Новым был не только масштаб битвы, но и инструменты. Развитие новых информационных технологий, высокоточного оружия, систем GPS и ночного видения и остальных продуктов технологического прогресса шло вперед одновременно с тем, как мы вели войну. Высаживаясь из замаскированных вертолетов, которые могли с ювелирной точностью обнаружить нужную крышу дома в море других строений, оперативники общались с пилотами, которые управляли беспилотниками, обеспечивавшими постоянный видеоконтроль, по гарнитурам, и после захвата цели собирали биометрические данные для подтверждения личности цели.
Процесс управления нашими операциями в Ираке был последовательностью действий, известной как F3EA (Find – Fix – Finish – Exploit – Analyze):
Сначала нам было необходимо привыкнуть к темпу и масштабу этой битвы.

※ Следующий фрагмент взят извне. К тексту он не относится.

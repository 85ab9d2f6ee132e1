//! Compression and decompression with automatic format detection.
//!
//! Measurement logs arrive either plain or compressed, and the enriched logs
//! are written as a sequence of independently compressed batches. This crate
//! wraps the codecs behind a unified [`Compression`] enum, providing:
//!
//! - **Format detection** from file extensions ([`Compression::from_path`]) or
//!   magic bytes ([`Compression::from_magic_bytes`], [`Compression::detect`])
//! - **In-memory** compression/decompression ([`Compression::compress`],
//!   [`Compression::decompress`])
//! - **Streaming** decoders via [`Compression::wrap_reader`] and finishable
//!   encoders via [`Compression::encoder`]
//!
//! Gzip and Bzip2 decoders accept multi-member streams, so a file built by
//! appending one compressed member per batch reads back as one continuous
//! text stream.

mod construct;
mod encoder;
pub mod error;
mod ops;
mod peekable;
mod util;

pub use crate::encoder::Encoder;
pub use crate::peekable::PeekableReader;

/// A supported compression format.
///
/// Defaults to [`None`](Self::None) (uncompressed).
#[derive(Clone, Copy, Debug, Default, PartialEq, Eq, Hash)]
pub enum Compression {
    /// Uncompressed
    #[default]
    None,
    /// Bzip2 compression (.bz2)
    Bzip2,
    /// Gzip compression (.gz)
    Gzip,
}
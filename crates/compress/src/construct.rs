use crate::Compression;
use std::path::Path;

const BZIP2_MAGIC: [u8; 3] = [0x42, 0x5A, 0x68];
const GZIP_MAGIC: [u8; 2] = [0x1F, 0x8B];

/// Number of leading bytes needed to recognise every supported format.
pub(crate) const MAGIC_LEN: usize = 3;

impl Compression {
    /// Detect compression from a file extension.
    #[must_use]
    pub fn from_path(path: impl AsRef<Path>) -> Self {
        path.as_ref()
            .extension()
            .and_then(|ext| ext.to_str())
            .map(|ext| match ext.to_lowercase().as_str() {
                "bz2" => Compression::Bzip2,
                "gz" => Compression::Gzip,
                _ => Compression::None,
            })
            .unwrap_or(Compression::None)
    }

    /// Detect compression format from magic bytes.
    ///
    /// Returns `None` variant if no magic bytes match or if the input
    /// is too short to detect any format.
    #[must_use]
    pub fn from_magic_bytes(bytes: &[u8]) -> Self {
        if bytes.starts_with(&BZIP2_MAGIC) {
            return Compression::Bzip2;
        }
        if bytes.starts_with(&GZIP_MAGIC) {
            return Compression::Gzip;
        }
        Compression::None
    }
}
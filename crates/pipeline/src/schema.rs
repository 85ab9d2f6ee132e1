//! Column sets of the raw and enriched logs.
//!
//! Downstream readers address columns by position, so the order here is a
//! compatibility contract. A behaviour change that alters the column set gets
//! a new [`Generation`]; existing generations never change.

use serde::Deserialize;
use std::fmt::{Display, Formatter, Result as FmtResult};
use std::str::FromStr;

/// Field delimiter of both the raw and the enriched log.
pub const DELIMITER: u8 = b';';

/// A named column of the raw or enriched log.
#[derive(Clone, Copy, Debug, PartialEq, Eq, Hash, Deserialize)]
#[serde(rename_all = "kebab-case")]
pub enum Column {
    Timestamp,
    Domain,
    NsIp,
    NsAs,
    Subnet,
    SubnetScope,
    SubnetLocation,
    ReturnedSubnet,
    Scope,
    ReturnedIps,
    IpLocations,
    AverageDistance,
}

impl Column {
    pub fn as_str(&self) -> &'static str {
        match self {
            Column::Timestamp => "timestamp",
            Column::Domain => "domain",
            Column::NsIp => "ns-ip",
            Column::NsAs => "ns-as",
            Column::Subnet => "subnet",
            Column::SubnetScope => "subnet-scope",
            Column::SubnetLocation => "subnet-location",
            Column::ReturnedSubnet => "returned-subnet",
            Column::Scope => "scope",
            Column::ReturnedIps => "returned-ips",
            Column::IpLocations => "ip-locations",
            Column::AverageDistance => "average-distance",
        }
    }
}

impl Display for Column {
    fn fmt(&self, f: &mut Formatter<'_>) -> FmtResult {
        f.write_str(self.as_str())
    }
}

impl FromStr for Column {
    type Err = String;

    fn from_str(s: &str) -> Result<Self, Self::Err> {
        ALL_COLUMNS
            .iter()
            .find(|column| column.as_str() == s)
            .copied()
            .ok_or_else(|| format!("unknown column `{s}`"))
    }
}

const ALL_COLUMNS: [Column; 12] = [
    Column::Timestamp,
    Column::Domain,
    Column::NsIp,
    Column::NsAs,
    Column::Subnet,
    Column::SubnetScope,
    Column::SubnetLocation,
    Column::ReturnedSubnet,
    Column::Scope,
    Column::ReturnedIps,
    Column::IpLocations,
    Column::AverageDistance,
];

/// Columns of the raw probe log, in order.
pub const RAW_COLUMNS: [Column; 7] = [
    Column::Timestamp,
    Column::Domain,
    Column::NsIp,
    Column::Subnet,
    Column::ReturnedSubnet,
    Column::Scope,
    Column::ReturnedIps,
];

const GENERATION_1: [Column; 11] = [
    Column::Timestamp,
    Column::Domain,
    Column::NsIp,
    Column::Subnet,
    Column::SubnetScope,
    Column::SubnetLocation,
    Column::ReturnedSubnet,
    Column::Scope,
    Column::ReturnedIps,
    Column::IpLocations,
    Column::AverageDistance,
];

const GENERATION_2: [Column; 12] = [
    Column::Timestamp,
    Column::Domain,
    Column::NsIp,
    Column::NsAs,
    Column::Subnet,
    Column::SubnetScope,
    Column::SubnetLocation,
    Column::ReturnedSubnet,
    Column::Scope,
    Column::ReturnedIps,
    Column::IpLocations,
    Column::AverageDistance,
];

/// Schema generation of the enriched log.
///
/// Generation 1 resolved all five location slots from a city database.
/// Generation 2 switched to a database with country, continent and network
/// ownership only, and added the `ns-as` column.
#[derive(Clone, Copy, Debug, Default, PartialEq, Eq, Hash, Deserialize)]
#[serde(try_from = "u8")]
pub enum Generation {
    V1,
    #[default]
    V2,
}

impl Generation {
    /// Output columns, in order.
    pub fn columns(&self) -> &'static [Column] {
        match self {
            Generation::V1 => &GENERATION_1,
            Generation::V2 => &GENERATION_2,
        }
    }

    /// Position of `column` in this generation's rows.
    pub fn position(&self, column: Column) -> Option<usize> {
        self.columns().iter().position(|c| *c == column)
    }

    pub fn number(&self) -> u8 {
        match self {
            Generation::V1 => 1,
            Generation::V2 => 2,
        }
    }
}

impl TryFrom<u8> for Generation {
    type Error = String;

    fn try_from(value: u8) -> Result<Self, Self::Error> {
        match value {
            1 => Ok(Generation::V1),
            2 => Ok(Generation::V2),
            other => Err(format!("unknown schema generation {other}, expected 1 or 2")),
        }
    }
}

impl Display for Generation {
    fn fmt(&self, f: &mut Formatter<'_>) -> FmtResult {
        write!(f, "generation {}", self.number())
    }
}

Мы традиционно выполняли операции в довольно медленном темпе, нанося случайные, великолепно спланированные, хирургически точные удары, но теперь нам пришлось проводить операции практически каждый день, часто проводя несколько рейдов одновременно. Мы быстро набрали скорость. Этот тип работы не был чем-то фундаментально новым: то же самое, только в большем масштабе. Уже через несколько месяцев мы выстроили нашу «удивительную машину».
Однако были предупреждающие знаки. Нас просили принять на себя новую роль, используя при этом неизвестное оборудование в среде, которую мы не полностью понимали[5]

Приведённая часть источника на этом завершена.